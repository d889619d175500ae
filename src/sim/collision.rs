//! Collision detection and response for the ball
//!
//! Two primitives cover the whole table: a thick segment (flippers) against a
//! circle, and a circle against a static circle (bumpers). Both push the ball
//! out of any overlap and reflect its velocity only when it is approaching.

use glam::Vec2;

/// Segments shorter than this (squared) are treated as points
pub const POINT_EPSILON: f32 = 1e-6;
/// Tolerance on the projection parameter before clamping to an endpoint
pub const PARAM_EPSILON: f32 = 1e-6;
/// Distances below this cannot be normalized
pub const DISTANCE_EPSILON: f32 = 1e-6;
/// Overlaps below this are not corrected
pub const OVERLAP_EPSILON: f32 = 1e-6;
/// Extra push past the surface so the next sub-step starts clear
pub const SEPARATION_MARGIN: f32 = 0.05;

/// Result of a collision test, consumed immediately by the resolver
#[derive(Debug, Clone, Copy, PartialEq)]
pub struct CollisionOutcome {
    /// Whether the shapes touched
    pub collided: bool,
    /// Ball velocity after response (unchanged on miss or separation)
    pub velocity: Vec2,
    /// Ball center after overlap correction
    pub position: Vec2,
}

impl CollisionOutcome {
    pub fn miss(velocity: Vec2, position: Vec2) -> Self {
        Self {
            collided: false,
            velocity,
            position,
        }
    }
}

/// Reflect velocity off a surface
///
/// Standard reflection: v' = v - 2(v·n)n
#[inline]
pub fn reflect_velocity(velocity: Vec2, normal: Vec2) -> Vec2 {
    velocity - 2.0 * velocity.dot(normal) * normal
}

/// Normal for a circle whose center sits on the segment itself
fn segment_side_normal(p1: Vec2, line: Vec2, center: Vec2) -> Vec2 {
    let Some(perp) = line.perp().try_normalize() else {
        return Vec2::NEG_Y;
    };
    // Positive when the center lies on the perp() side of p1 -> p2
    let side = line.perp_dot(center - p1);
    if side > DISTANCE_EPSILON {
        perp
    } else if side < -DISTANCE_EPSILON {
        -perp
    } else {
        Vec2::NEG_Y
    }
}

/// Collide a circle with a thick segment
///
/// `extra_radius` is the segment's own half-thickness. `surface_velocity` is
/// the velocity of the segment at the contact point and is added to the
/// reflected velocity, which is how a swinging flipper strikes the ball.
#[allow(clippy::too_many_arguments)]
pub fn segment_circle_collide(
    p1: Vec2,
    p2: Vec2,
    center: Vec2,
    radius: f32,
    extra_radius: f32,
    velocity: Vec2,
    restitution: f32,
    surface_velocity: Vec2,
) -> CollisionOutcome {
    let line = p2 - p1;
    let len_sq = line.length_squared();
    let is_point = len_sq < POINT_EPSILON;
    let total_radius = radius + extra_radius;

    // Closest point on the segment to the circle center
    let contact = if is_point {
        p1
    } else {
        let t = (center - p1).dot(line) / len_sq;
        if t < -PARAM_EPSILON || t > 1.0 + PARAM_EPSILON {
            if center.distance_squared(p1) < center.distance_squared(p2) {
                p1
            } else {
                p2
            }
        } else {
            p1 + line * t
        }
    };

    let dist_sq = center.distance_squared(contact);
    if dist_sq > total_radius * total_radius {
        return CollisionOutcome::miss(velocity, center);
    }

    let dist = dist_sq.sqrt();
    let normal = if dist > DISTANCE_EPSILON {
        (center - contact) / dist
    } else if is_point {
        // Center on top of a point collider: no preferred side
        Vec2::X
    } else {
        segment_side_normal(p1, line, center)
    };

    let mut position = center;
    let overlap = total_radius - dist;
    if overlap > OVERLAP_EPSILON {
        position += normal * (overlap + SEPARATION_MARGIN);
    }

    let approach = velocity.dot(normal);
    if approach > 0.0 {
        // Already separating: keep the push-out, skip the bounce
        return CollisionOutcome {
            collided: true,
            velocity,
            position,
        };
    }

    CollisionOutcome {
        collided: true,
        velocity: reflect_velocity(velocity, normal) * restitution + surface_velocity,
        position,
    }
}

/// Collide a moving circle with a static circle
pub fn circle_circle_collide(
    moving_center: Vec2,
    moving_radius: f32,
    static_center: Vec2,
    static_radius: f32,
    velocity: Vec2,
    restitution: f32,
) -> CollisionOutcome {
    let offset = moving_center - static_center;
    let dist_sq = offset.length_squared();
    let total_radius = moving_radius + static_radius;

    if dist_sq > total_radius * total_radius {
        return CollisionOutcome::miss(velocity, moving_center);
    }

    let dist = dist_sq.sqrt();
    // Points from the static circle toward the moving one
    let normal = if dist > DISTANCE_EPSILON {
        offset / dist
    } else {
        Vec2::NEG_Y
    };

    let mut position = moving_center;
    let overlap = total_radius - dist;
    if overlap > OVERLAP_EPSILON {
        position += normal * (overlap + SEPARATION_MARGIN);
    }

    let approach = velocity.dot(normal);
    let velocity = if approach < 0.0 {
        reflect_velocity(velocity, normal) * restitution
    } else {
        velocity
    };

    CollisionOutcome {
        collided: true,
        velocity,
        position,
    }
}

#[cfg(test)]
mod tests {
    use super::*;

    #[test]
    fn test_reflect_velocity() {
        // Ball moving right, hits vertical wall (normal pointing left)
        let velocity = Vec2::new(100.0, 0.0);
        let normal = Vec2::new(-1.0, 0.0);

        let reflected = reflect_velocity(velocity, normal);
        assert!((reflected.x - (-100.0)).abs() < 0.001);
        assert!(reflected.y.abs() < 0.001);
    }

    #[test]
    fn test_segment_head_on_reflection() {
        // Ball above a horizontal segment (y grows downward), moving down onto it
        let out = segment_circle_collide(
            Vec2::new(0.0, 0.0),
            Vec2::new(10.0, 0.0),
            Vec2::new(5.0, -1.0),
            1.0,
            0.0,
            Vec2::new(0.0, 2.0),
            1.0,
            Vec2::ZERO,
        );
        assert!(out.collided);
        assert!(out.velocity.x.abs() < 1e-6);
        assert!((out.velocity.y - (-2.0)).abs() < 1e-6);
    }

    #[test]
    fn test_segment_restitution_and_surface_velocity() {
        let out = segment_circle_collide(
            Vec2::new(0.0, 0.0),
            Vec2::new(10.0, 0.0),
            Vec2::new(5.0, -0.5),
            1.0,
            0.0,
            Vec2::new(1.0, 2.0),
            0.5,
            Vec2::new(0.0, -3.0),
        );
        assert!(out.collided);
        // (1, -2) * 0.5 + (0, -3)
        assert!((out.velocity.x - 0.5).abs() < 1e-5);
        assert!((out.velocity.y - (-4.0)).abs() < 1e-5);
        // Pushed out to radius plus margin
        assert!((out.position.y - (-1.0 - SEPARATION_MARGIN)).abs() < 1e-5);
        assert!((out.position.x - 5.0).abs() < 1e-6);
    }

    #[test]
    fn test_segment_miss_leaves_state() {
        let v = Vec2::new(0.3, 0.4);
        let c = Vec2::new(5.0, -3.0);
        let out = segment_circle_collide(
            Vec2::ZERO,
            Vec2::new(10.0, 0.0),
            c,
            1.0,
            1.0,
            v,
            1.0,
            Vec2::new(9.0, 9.0),
        );
        assert!(!out.collided);
        assert_eq!(out.velocity, v);
        assert_eq!(out.position, c);
    }

    #[test]
    fn test_segment_extra_radius_extends_reach() {
        let c = Vec2::new(5.0, -3.5);
        let thin = segment_circle_collide(
            Vec2::ZERO,
            Vec2::new(10.0, 0.0),
            c,
            1.0,
            0.0,
            Vec2::new(0.0, 1.0),
            1.0,
            Vec2::ZERO,
        );
        let thick = segment_circle_collide(
            Vec2::ZERO,
            Vec2::new(10.0, 0.0),
            c,
            1.0,
            3.0,
            Vec2::new(0.0, 1.0),
            1.0,
            Vec2::ZERO,
        );
        assert!(!thin.collided);
        assert!(thick.collided);
        assert!(thick.velocity.y < 0.0);
    }

    #[test]
    fn test_segment_separating_keeps_velocity() {
        // Overlapping but already moving away: position fixed, no bounce
        let v = Vec2::new(0.0, -2.0);
        let out = segment_circle_collide(
            Vec2::ZERO,
            Vec2::new(10.0, 0.0),
            Vec2::new(5.0, -0.5),
            1.0,
            0.0,
            v,
            1.0,
            Vec2::new(0.0, -5.0),
        );
        assert!(out.collided);
        assert_eq!(out.velocity, v);
        assert!(out.position.y < -1.0);
    }

    #[test]
    fn test_segment_endpoint_contact() {
        // Beyond p2 on the segment's axis: contact is the endpoint itself
        let out = segment_circle_collide(
            Vec2::ZERO,
            Vec2::new(10.0, 0.0),
            Vec2::new(10.5, 0.0),
            1.0,
            0.0,
            Vec2::new(-1.0, 0.0),
            1.0,
            Vec2::ZERO,
        );
        assert!(out.collided);
        assert!((out.velocity.x - 1.0).abs() < 1e-6);
        assert!(out.position.x > 11.0);
    }

    #[test]
    fn test_degenerate_segment_is_point() {
        let p = Vec2::new(2.0, 2.0);
        let out = segment_circle_collide(
            p,
            p,
            Vec2::new(2.0, 1.5),
            1.0,
            0.0,
            Vec2::new(0.0, 1.0),
            1.0,
            Vec2::ZERO,
        );
        assert!(out.collided);
        assert!(out.velocity.y < 0.0);
        assert!(out.position.is_finite());
        assert!((out.position.distance(p) - (1.0 + SEPARATION_MARGIN)).abs() < 1e-5);
    }

    #[test]
    fn test_center_on_segment_uses_side_fallback() {
        let out = segment_circle_collide(
            Vec2::ZERO,
            Vec2::new(10.0, 0.0),
            Vec2::new(5.0, 0.0),
            1.0,
            0.0,
            Vec2::new(0.0, 1.0),
            1.0,
            Vec2::ZERO,
        );
        assert!(out.collided);
        assert!(out.position.is_finite());
        assert!(out.velocity.is_finite());
        // Pushed off the line along an axis-aligned normal
        assert!((out.position.x - 5.0).abs() < 1e-6);
        assert!((out.position.y.abs() - (1.0 + SEPARATION_MARGIN)).abs() < 1e-5);
    }

    #[test]
    fn test_side_normal_points_toward_center() {
        let line = Vec2::new(10.0, 0.0);
        let below = segment_side_normal(Vec2::ZERO, line, Vec2::new(5.0, 1e-3));
        let above = segment_side_normal(Vec2::ZERO, line, Vec2::new(5.0, -1e-3));
        assert!(below.y > 0.0);
        assert!(above.y < 0.0);

        // Exactly on a sloped blade: straight up, not the blade perpendicular
        let sloped = Vec2::new(8.0, 6.0);
        let on_line = segment_side_normal(Vec2::ZERO, sloped, sloped * 0.5);
        assert_eq!(on_line, Vec2::NEG_Y);
    }

    #[test]
    fn test_coincident_point_segment_and_center() {
        let p = Vec2::new(1.0, 1.0);
        let out = segment_circle_collide(p, p, p, 1.0, 0.5, Vec2::ZERO, 1.0, Vec2::ZERO);
        assert!(out.collided);
        assert!(out.position.is_finite());
        assert!(out.velocity.is_finite());
    }

    #[test]
    fn test_circle_circle_miss() {
        let out = circle_circle_collide(
            Vec2::new(0.0, 0.0),
            3.0,
            Vec2::new(20.0, 0.0),
            8.0,
            Vec2::new(1.0, 0.0),
            5.0,
        );
        assert!(!out.collided);
        assert_eq!(out.position, Vec2::ZERO);
    }

    #[test]
    fn test_circle_circle_approach_reflects() {
        // Moving circle left of static circle, moving right into it
        let out = circle_circle_collide(
            Vec2::new(10.0, 0.0),
            3.0,
            Vec2::new(20.0, 0.0),
            8.0,
            Vec2::new(2.0, 0.0),
            0.5,
        );
        assert!(out.collided);
        assert!((out.velocity.x - (-1.0)).abs() < 1e-6);
        // Pushed away from the static circle
        assert!((out.position.x - (9.0 - SEPARATION_MARGIN)).abs() < 1e-5);
    }

    #[test]
    fn test_circle_circle_separating_keeps_velocity() {
        let v = Vec2::new(-2.0, 0.0);
        let out = circle_circle_collide(Vec2::new(10.0, 0.0), 3.0, Vec2::new(20.0, 0.0), 8.0, v, 5.0);
        assert!(out.collided);
        assert_eq!(out.velocity, v);
        assert!(out.position.x < 10.0);
    }

    #[test]
    fn test_circle_circle_coincident_pushes_up() {
        let c = Vec2::new(50.0, 50.0);
        let out = circle_circle_collide(c, 3.0, c, 8.0, Vec2::new(0.0, 1.0), 1.0);
        assert!(out.collided);
        assert!((out.position.y - (50.0 - 11.0 - SEPARATION_MARGIN)).abs() < 1e-4);
        assert!((out.position.x - 50.0).abs() < 1e-6);
        assert!(out.velocity.y < 0.0);
    }
}
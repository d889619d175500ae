//! Deterministic simulation module
//!
//! All table physics lives here. This module must be pure and deterministic:
//! - Fixed timestep with a fixed sub-step count
//! - Randomness only through an injected generator
//! - Stable iteration order (flippers left then right, bumpers by layout index)
//! - No rendering, input or audio dependencies

pub mod collision;
pub mod flipper;
pub mod integrate;
pub mod resolve;
pub mod state;
pub mod tick;

pub use collision::{CollisionOutcome, circle_circle_collide, reflect_velocity, segment_circle_collide};
pub use flipper::{Flipper, FlipperSide};
pub use integrate::{clamp_speed, integrate_ball};
pub use resolve::{SubstepReport, resolve_substep};
pub use state::{Ball, Bumper, GamePhase, Table};
pub use tick::{FrameInput, FrameOutcome, step_frame};
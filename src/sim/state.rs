//! Table state and core simulation types
//!
//! Everything one frame reads or writes lives in [`Table`]. The step driver
//! takes it by `&mut` and holds no state of its own.

use glam::Vec2;
use serde::{Deserialize, Serialize};

use super::flipper::{Flipper, FlipperSide};
use crate::config::{BumperSpec, Config, ConfigError};

/// Current phase of gameplay
#[derive(Debug, Clone, Copy, PartialEq, Eq, Serialize, Deserialize)]
pub enum GamePhase {
    /// Ball resting on the launcher, waiting for a launch impulse
    Ready,
    /// Sub-stepped physics active
    Playing,
    /// No balls left; only a reset leaves this phase
    GameOver,
}

/// The ball
#[derive(Debug, Clone, Copy, PartialEq, Serialize, Deserialize)]
pub struct Ball {
    pub pos: Vec2,
    pub vel: Vec2,
    pub radius: f32,
}

impl Ball {
    pub fn new(pos: Vec2, radius: f32) -> Self {
        Self {
            pos,
            vel: Vec2::ZERO,
            radius,
        }
    }

    #[inline]
    pub fn speed(&self) -> f32 {
        self.vel.length()
    }

    pub fn is_finite(&self) -> bool {
        self.pos.is_finite() && self.vel.is_finite()
    }
}

/// A static round bumper
#[derive(Debug, Clone, Serialize, Deserialize)]
pub struct Bumper {
    pub center: Vec2,
    pub radius: f32,
    pub score: u64,
    /// Frames left in the hit effect
    pub hit_timer: u32,
}

impl From<&BumperSpec> for Bumper {
    fn from(spec: &BumperSpec) -> Self {
        Self {
            center: spec.center,
            radius: spec.radius,
            score: spec.score,
            hit_timer: 0,
        }
    }
}

impl Bumper {
    /// Whether the hit effect is showing
    pub fn is_lit(&self) -> bool {
        self.hit_timer > 0
    }

    /// Count the hit effect down by one frame
    pub fn tick_timer(&mut self) {
        self.hit_timer = self.hit_timer.saturating_sub(1);
    }
}

/// Complete simulation state for one table
#[derive(Debug, Clone, Serialize, Deserialize)]
pub struct Table {
    pub(crate) config: Config,
    pub ball: Ball,
    pub left_flipper: Flipper,
    pub right_flipper: Flipper,
    /// Fixed layout, checked in this order
    pub bumpers: Vec<Bumper>,
    pub score: u64,
    pub balls_remaining: u32,
    pub phase: GamePhase,
    /// Frames stepped since the last reset
    pub frames: u64,
}

impl Table {
    /// Build a table in the Ready phase from a validated config
    pub fn new(config: Config) -> Result<Self, ConfigError> {
        config.validate()?;
        let table = Self {
            ball: Ball::new(config.table.launch_position, config.table.ball_radius),
            left_flipper: Flipper::new(FlipperSide::Left, &config.flippers),
            right_flipper: Flipper::new(FlipperSide::Right, &config.flippers),
            bumpers: config.bumpers.layout.iter().map(Bumper::from).collect(),
            score: 0,
            balls_remaining: config.table.balls_per_game,
            phase: GamePhase::Ready,
            frames: 0,
            config,
        };
        Ok(table)
    }

    pub fn config(&self) -> &Config {
        &self.config
    }

    pub fn ball(&self) -> &Ball {
        &self.ball
    }

    pub fn flippers(&self) -> [&Flipper; 2] {
        [&self.left_flipper, &self.right_flipper]
    }

    pub fn bumpers(&self) -> &[Bumper] {
        &self.bumpers
    }

    pub fn score(&self) -> u64 {
        self.score
    }

    pub fn balls_remaining(&self) -> u32 {
        self.balls_remaining
    }

    pub fn phase(&self) -> GamePhase {
        self.phase
    }

    /// Frames stepped since the last reset
    pub fn frames(&self) -> u64 {
        self.frames
    }

    /// Put the ball back on the launcher, at rest
    pub fn reset_ball(&mut self) {
        self.ball = Ball::new(self.config.table.launch_position, self.config.table.ball_radius);
    }

    /// Reinitialize everything to the start of a game
    pub fn reset(&mut self) {
        self.reset_ball();
        self.left_flipper.reset();
        self.right_flipper.reset();
        for bumper in &mut self.bumpers {
            bumper.hit_timer = 0;
        }
        self.score = 0;
        self.balls_remaining = self.config.table.balls_per_game;
        self.phase = GamePhase::Ready;
        self.frames = 0;
    }

    /// Consume one ball and move to Ready or GameOver
    pub(crate) fn lose_ball(&mut self) {
        self.balls_remaining = self.balls_remaining.saturating_sub(1);
        if self.balls_remaining == 0 {
            self.phase = GamePhase::GameOver;
            log::info!("Game over with score {}", self.score);
        } else {
            self.phase = GamePhase::Ready;
            self.reset_ball();
            log::info!("Ball lost, {} remaining", self.balls_remaining);
        }
    }
}
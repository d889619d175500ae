//! Pinball Core headless runner
//!
//! Plays one game with a simple autopilot and logs what happens.
//!
//! Usage: `pinball-sim [--config table.json] [--seed N] [--frames N]`

#[cfg(not(target_arch = "wasm32"))]
fn main() {
    use pinball_core::sim::{FrameInput, GamePhase};
    use pinball_core::{Config, LaunchAim, Pinball};

    env_logger::init();

    let args = match Args::parse(std::env::args().skip(1)) {
        Ok(args) => args,
        Err(msg) => {
            eprintln!("{msg}");
            eprintln!("usage: pinball-sim [--config table.json] [--seed N] [--frames N]");
            std::process::exit(2);
        }
    };

    let config = match &args.config {
        Some(path) => match Config::load(path) {
            Ok(config) => config,
            Err(e) => {
                log::error!("Config rejected: {}", e);
                std::process::exit(1);
            }
        },
        None => Config::default(),
    };

    let mut game = match Pinball::new(config, args.seed) {
        Ok(game) => game,
        Err(e) => {
            log::error!("Config rejected: {}", e);
            std::process::exit(1);
        }
    };

    let mut launch_impulse = None;
    let mut launches = 0u32;
    for frame in 0..args.frames {
        let table = game.table();
        let mut input = FrameInput {
            launch_impulse: launch_impulse.take(),
            ..Default::default()
        };

        match table.phase() {
            GamePhase::Ready => {
                // Pull for a while, then fire, alternating aim between balls
                if game.plunger().pull_frames() < 45 {
                    game.hold_plunger();
                } else {
                    let aim = match launches % 3 {
                        0 => LaunchAim::Straight,
                        1 => LaunchAim::Left,
                        _ => LaunchAim::Right,
                    };
                    launch_impulse = game.release_plunger(aim);
                    launches += 1;
                }
            }
            GamePhase::Playing => {
                let ball = table.ball();
                let mid_x = table.config().table.width / 2.0;
                let flipper_zone = ball.pos.y > table.left_flipper.pivot.y - 40.0;
                input.left_flipper = flipper_zone && ball.pos.x < mid_x;
                input.right_flipper = flipper_zone && ball.pos.x >= mid_x;
            }
            GamePhase::GameOver => {
                log::info!("Game over after {} frames", frame);
                break;
            }
        }

        let outcome = game.step_frame(&input);
        if !outcome.bumpers_hit.is_empty() {
            log::debug!(
                "Frame {}: bumpers {:?} +{}",
                frame,
                outcome.bumpers_hit,
                outcome.score_delta
            );
        }
    }

    let table = game.table();
    println!(
        "seed {} | score {} | balls left {} | frames {} | phase {:?}",
        game.seed(),
        table.score(),
        table.balls_remaining(),
        table.frames(),
        table.phase()
    );
}

#[cfg(target_arch = "wasm32")]
fn main() {
    // The library is the deliverable on wasm; there is no headless runner
}

#[cfg(not(target_arch = "wasm32"))]
struct Args {
    config: Option<std::path::PathBuf>,
    seed: u64,
    frames: u64,
}

#[cfg(not(target_arch = "wasm32"))]
impl Args {
    fn parse(mut args: impl Iterator<Item = String>) -> Result<Self, String> {
        let mut parsed = Args {
            config: None,
            seed: 1,
            frames: 60 * 60 * 5,
        };
        while let Some(arg) = args.next() {
            let mut value = || args.next().ok_or_else(|| format!("{arg} needs a value"));
            match arg.as_str() {
                "--config" => parsed.config = Some(value()?.into()),
                "--seed" => parsed.seed = value()?.parse().map_err(|e| format!("bad seed: {e}"))?,
                "--frames" => {
                    parsed.frames = value()?.parse().map_err(|e| format!("bad frame count: {e}"))?
                }
                other => return Err(format!("unknown argument {other}")),
            }
        }
        Ok(parsed)
    }
}
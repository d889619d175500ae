//! Per-sub-step collision resolution
//!
//! Runs after integration in a fixed order, each stage seeing the position
//! and velocity left by the previous one: walls, bottom (ball lost),
//! flippers, bumpers.

use glam::Vec2;
use rand::Rng;

use super::collision::{circle_circle_collide, segment_circle_collide};
use super::flipper::{Flipper, FlipperSide};
use super::integrate::clamp_speed;
use super::state::{Ball, Bumper, Table};
use crate::config::{BumperConfig, FlipperVelocityModel, PhysicsConfig, TableConfig};
use crate::direction_deg;

/// What happened during one sub-step's collision pass
#[derive(Debug, Clone, Default, PartialEq)]
pub struct SubstepReport {
    /// Ball passed the bottom threshold; later stages did not run
    pub ball_lost: bool,
    pub wall_hit: bool,
    pub flipper_hit: Option<FlipperSide>,
    /// Indices of bumpers touched, in check order
    pub bumpers_hit: Vec<usize>,
    pub score: u64,
}

/// Push the ball back inside the left, right and top walls
///
/// Returns true if any wall was touched.
pub fn resolve_walls(ball: &mut Ball, table: &TableConfig, bounce_factor: f32) -> bool {
    let inner_left = table.wall_thickness;
    let inner_right = table.width - table.wall_thickness;
    let inner_top = table.wall_thickness;
    let mut hit = false;

    // Only a component heading into the wall is reflected
    if ball.pos.x - ball.radius < inner_left {
        ball.pos.x = inner_left + ball.radius;
        if ball.vel.x < 0.0 {
            ball.vel.x *= -bounce_factor;
        }
        hit = true;
    }
    if ball.pos.x + ball.radius > inner_right {
        ball.pos.x = inner_right - ball.radius;
        if ball.vel.x > 0.0 {
            ball.vel.x *= -bounce_factor;
        }
        hit = true;
    }
    if ball.pos.y - ball.radius < inner_top {
        ball.pos.y = inner_top + ball.radius;
        if ball.vel.y < 0.0 {
            ball.vel.y *= -bounce_factor;
        }
        hit = true;
    }

    hit
}

/// Whether the ball's lower edge is past the out line
#[inline]
pub fn is_ball_lost(ball: &Ball, table: &TableConfig) -> bool {
    ball.pos.y + ball.radius > table.out_y_threshold
}

/// Blade velocities at `ball_pos` for the left and right flipper
///
/// With [`FlipperVelocityModel::MirrorLeft`] the right flipper does not use
/// its own swing at all: it gets the left flipper's value with X negated.
pub fn flipper_surface_velocities(
    left: &Flipper,
    right: &Flipper,
    ball_pos: Vec2,
    sub_steps: u32,
    model: FlipperVelocityModel,
) -> [Vec2; 2] {
    let left_v = left.surface_velocity(ball_pos, sub_steps);
    let right_v = match model {
        FlipperVelocityModel::Independent => right.surface_velocity(ball_pos, sub_steps),
        FlipperVelocityModel::MirrorLeft => Vec2::new(-left_v.x, left_v.y),
    };
    [left_v, right_v]
}

fn strike(ball: &mut Ball, flipper: &Flipper, restitution: f32, surface_velocity: Vec2) -> bool {
    let out = segment_circle_collide(
        flipper.pivot,
        flipper.tip(),
        ball.pos,
        ball.radius,
        flipper.half_width(),
        ball.vel,
        restitution,
        surface_velocity,
    );
    ball.pos = out.position;
    ball.vel = out.velocity;
    out.collided
}

/// Collide the ball with the flippers, left first
///
/// The right flipper is skipped when the left one was touched.
pub fn resolve_flippers(
    ball: &mut Ball,
    left: &Flipper,
    right: &Flipper,
    physics: &PhysicsConfig,
    boost: f32,
) -> Option<FlipperSide> {
    let [left_v, right_v] = flipper_surface_velocities(
        left,
        right,
        ball.pos,
        physics.sub_steps,
        physics.flipper_velocity_model,
    );

    if strike(ball, left, physics.flipper_bounce_factor, left_v * boost) {
        return Some(FlipperSide::Left);
    }
    if strike(ball, right, physics.flipper_bounce_factor, right_v * boost) {
        return Some(FlipperSide::Right);
    }
    None
}

/// Collide the ball with every bumper in layout order
///
/// The contact test supplies the push-out only. A touched bumper sends the
/// ball off at its current speed (at least `min_ball_speed`) in a random
/// direction from the configured range, scores, and lights up.
pub fn resolve_bumpers<R: Rng + ?Sized>(
    ball: &mut Ball,
    bumpers: &mut [Bumper],
    physics: &PhysicsConfig,
    config: &BumperConfig,
    rng: &mut R,
    report: &mut SubstepReport,
) {
    for (index, bumper) in bumpers.iter_mut().enumerate() {
        let out = circle_circle_collide(
            ball.pos,
            ball.radius,
            bumper.center,
            bumper.radius,
            ball.vel,
            physics.bumper_bounce_factor,
        );
        if !out.collided {
            continue;
        }

        ball.pos = out.position;
        let speed = ball.speed().max(physics.min_ball_speed);
        let angle = rng.random_range(config.deflect_min_deg..=config.deflect_max_deg);
        ball.vel = direction_deg(angle) * speed;

        bumper.hit_timer = config.hit_duration;
        report.score += bumper.score;
        report.bumpers_hit.push(index);
        log::debug!("Bumper {} hit, deflected at {:.1}°", index, angle);
    }
}

/// Run the full collision pass for one sub-step
pub fn resolve_substep<R: Rng + ?Sized>(table: &mut Table, rng: &mut R) -> SubstepReport {
    let mut report = SubstepReport::default();
    let Table {
        config,
        ball,
        left_flipper,
        right_flipper,
        bumpers,
        ..
    } = table;
    let physics = &config.physics;

    report.wall_hit = resolve_walls(ball, &config.table, physics.bounce_factor);

    if is_ball_lost(ball, &config.table) {
        report.ball_lost = true;
        return report;
    }

    report.flipper_hit = resolve_flippers(
        ball,
        left_flipper,
        right_flipper,
        physics,
        config.flippers.boost,
    );

    resolve_bumpers(ball, bumpers, physics, &config.bumpers, rng, &mut report);

    ball.vel = clamp_speed(ball.vel, physics.min_ball_speed, physics.max_ball_speed);

    if !ball.is_finite() {
        log::error!("Non-finite ball state {:?}, returning ball to launcher", ball);
        table.reset_ball();
    }

    report
}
+ + + + + + +
Directions for this task: Once you find the line with "for the ball" in the entries above, output it and each line after it up to and including the line with "Both push the ball", and nothing else.

Task answer:
//! Collision detection and response for the ball
//!
//! Two primitives cover the whole table: a thick segment (flippers) against a
//! circle, and a circle against a static circle (bumpers). Both push the ball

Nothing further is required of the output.